- Task statement
From the entries below, gather every line containing the string "together".
+++
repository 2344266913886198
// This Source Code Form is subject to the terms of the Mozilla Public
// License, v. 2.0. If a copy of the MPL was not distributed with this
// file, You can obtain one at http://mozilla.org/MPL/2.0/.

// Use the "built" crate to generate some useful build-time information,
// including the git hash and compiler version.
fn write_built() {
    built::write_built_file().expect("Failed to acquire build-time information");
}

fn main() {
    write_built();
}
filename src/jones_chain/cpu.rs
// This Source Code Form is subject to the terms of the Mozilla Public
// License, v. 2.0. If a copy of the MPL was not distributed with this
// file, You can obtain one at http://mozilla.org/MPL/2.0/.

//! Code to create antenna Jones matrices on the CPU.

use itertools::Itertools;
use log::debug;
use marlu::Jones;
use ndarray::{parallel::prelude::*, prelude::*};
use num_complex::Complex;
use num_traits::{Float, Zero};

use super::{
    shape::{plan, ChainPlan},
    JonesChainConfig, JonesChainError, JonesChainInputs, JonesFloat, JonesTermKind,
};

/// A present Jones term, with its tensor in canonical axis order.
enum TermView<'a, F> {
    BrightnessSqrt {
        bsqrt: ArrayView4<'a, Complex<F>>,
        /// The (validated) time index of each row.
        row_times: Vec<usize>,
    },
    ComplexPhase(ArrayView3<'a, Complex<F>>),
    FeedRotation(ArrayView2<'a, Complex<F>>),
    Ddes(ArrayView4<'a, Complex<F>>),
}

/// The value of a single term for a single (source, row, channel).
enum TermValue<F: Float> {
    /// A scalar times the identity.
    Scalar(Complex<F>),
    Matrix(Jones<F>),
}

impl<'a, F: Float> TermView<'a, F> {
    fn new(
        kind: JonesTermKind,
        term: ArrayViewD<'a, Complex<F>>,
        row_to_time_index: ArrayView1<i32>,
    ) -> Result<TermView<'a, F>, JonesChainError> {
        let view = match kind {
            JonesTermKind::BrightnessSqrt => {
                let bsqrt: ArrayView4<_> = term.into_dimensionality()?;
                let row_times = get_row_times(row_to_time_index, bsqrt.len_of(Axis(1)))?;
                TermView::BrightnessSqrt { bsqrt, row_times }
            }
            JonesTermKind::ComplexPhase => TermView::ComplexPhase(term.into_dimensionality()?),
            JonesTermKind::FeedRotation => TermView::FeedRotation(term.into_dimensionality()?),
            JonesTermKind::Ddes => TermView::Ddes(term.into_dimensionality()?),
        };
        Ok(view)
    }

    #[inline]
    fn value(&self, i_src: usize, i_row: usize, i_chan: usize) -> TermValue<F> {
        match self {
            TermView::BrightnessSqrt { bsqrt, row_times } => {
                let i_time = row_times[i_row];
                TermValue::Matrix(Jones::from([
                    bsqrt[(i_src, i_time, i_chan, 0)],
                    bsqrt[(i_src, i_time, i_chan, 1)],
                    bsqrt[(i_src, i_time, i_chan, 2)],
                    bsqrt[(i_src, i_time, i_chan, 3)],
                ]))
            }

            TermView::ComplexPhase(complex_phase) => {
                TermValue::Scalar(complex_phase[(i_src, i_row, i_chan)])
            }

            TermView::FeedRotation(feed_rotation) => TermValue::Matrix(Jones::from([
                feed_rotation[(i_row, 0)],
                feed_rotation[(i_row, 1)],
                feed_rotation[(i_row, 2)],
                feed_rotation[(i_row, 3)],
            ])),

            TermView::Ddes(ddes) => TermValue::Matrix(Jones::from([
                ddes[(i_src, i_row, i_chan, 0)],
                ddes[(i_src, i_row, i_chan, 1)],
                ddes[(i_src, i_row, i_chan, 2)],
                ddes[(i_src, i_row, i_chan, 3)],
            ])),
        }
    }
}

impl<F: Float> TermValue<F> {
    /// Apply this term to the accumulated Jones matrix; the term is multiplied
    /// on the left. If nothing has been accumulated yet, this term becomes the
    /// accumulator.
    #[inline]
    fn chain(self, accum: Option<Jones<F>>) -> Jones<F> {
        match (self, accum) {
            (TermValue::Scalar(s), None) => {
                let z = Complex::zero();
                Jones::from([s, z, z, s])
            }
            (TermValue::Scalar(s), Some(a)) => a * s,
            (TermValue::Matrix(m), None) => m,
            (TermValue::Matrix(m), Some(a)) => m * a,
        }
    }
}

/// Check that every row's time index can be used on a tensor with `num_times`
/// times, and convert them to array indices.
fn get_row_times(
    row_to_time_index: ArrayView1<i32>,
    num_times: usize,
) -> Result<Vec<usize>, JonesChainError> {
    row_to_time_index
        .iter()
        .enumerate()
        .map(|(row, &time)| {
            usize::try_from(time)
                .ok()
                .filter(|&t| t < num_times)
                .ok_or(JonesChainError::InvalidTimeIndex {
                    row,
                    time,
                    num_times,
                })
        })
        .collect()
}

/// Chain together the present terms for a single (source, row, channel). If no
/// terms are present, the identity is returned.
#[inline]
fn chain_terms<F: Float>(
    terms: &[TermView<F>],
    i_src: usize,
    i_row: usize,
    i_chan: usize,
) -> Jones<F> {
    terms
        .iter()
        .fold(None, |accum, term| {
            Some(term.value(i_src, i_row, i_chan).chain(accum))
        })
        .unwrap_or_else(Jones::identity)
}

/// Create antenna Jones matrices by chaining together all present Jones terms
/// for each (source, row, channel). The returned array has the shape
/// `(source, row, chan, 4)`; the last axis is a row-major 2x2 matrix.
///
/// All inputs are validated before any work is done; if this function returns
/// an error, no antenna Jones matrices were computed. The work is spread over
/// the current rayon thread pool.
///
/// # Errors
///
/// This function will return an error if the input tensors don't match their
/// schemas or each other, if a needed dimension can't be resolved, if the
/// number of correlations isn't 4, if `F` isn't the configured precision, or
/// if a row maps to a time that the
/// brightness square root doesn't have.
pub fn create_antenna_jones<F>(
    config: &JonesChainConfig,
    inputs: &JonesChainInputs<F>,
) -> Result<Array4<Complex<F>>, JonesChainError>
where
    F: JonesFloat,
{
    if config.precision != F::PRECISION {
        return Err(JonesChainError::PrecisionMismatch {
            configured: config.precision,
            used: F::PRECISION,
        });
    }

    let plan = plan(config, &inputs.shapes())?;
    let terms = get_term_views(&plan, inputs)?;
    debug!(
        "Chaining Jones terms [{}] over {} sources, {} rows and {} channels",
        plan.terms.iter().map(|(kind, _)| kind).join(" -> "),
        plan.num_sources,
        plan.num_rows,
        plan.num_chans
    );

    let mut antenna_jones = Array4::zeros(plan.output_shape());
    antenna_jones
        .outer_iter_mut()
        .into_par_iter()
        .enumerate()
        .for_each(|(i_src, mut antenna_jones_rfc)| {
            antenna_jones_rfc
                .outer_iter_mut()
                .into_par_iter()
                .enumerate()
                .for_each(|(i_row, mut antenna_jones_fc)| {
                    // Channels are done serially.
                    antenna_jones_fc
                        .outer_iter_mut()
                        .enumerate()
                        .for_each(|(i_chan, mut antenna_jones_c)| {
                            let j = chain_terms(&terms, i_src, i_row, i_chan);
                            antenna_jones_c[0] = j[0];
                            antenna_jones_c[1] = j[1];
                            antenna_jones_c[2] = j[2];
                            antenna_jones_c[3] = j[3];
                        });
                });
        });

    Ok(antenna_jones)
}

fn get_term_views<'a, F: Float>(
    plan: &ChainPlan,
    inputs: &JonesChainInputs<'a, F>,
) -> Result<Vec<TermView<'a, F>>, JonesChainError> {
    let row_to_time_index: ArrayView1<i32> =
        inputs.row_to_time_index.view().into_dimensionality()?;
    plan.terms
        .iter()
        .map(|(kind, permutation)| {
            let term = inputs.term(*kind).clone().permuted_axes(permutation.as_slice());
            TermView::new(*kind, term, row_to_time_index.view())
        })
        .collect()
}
+++
- Response to this task
/// Chain together the present terms for a single (source, row, channel). If no
/// Create antenna Jones matrices by chaining together all present Jones terms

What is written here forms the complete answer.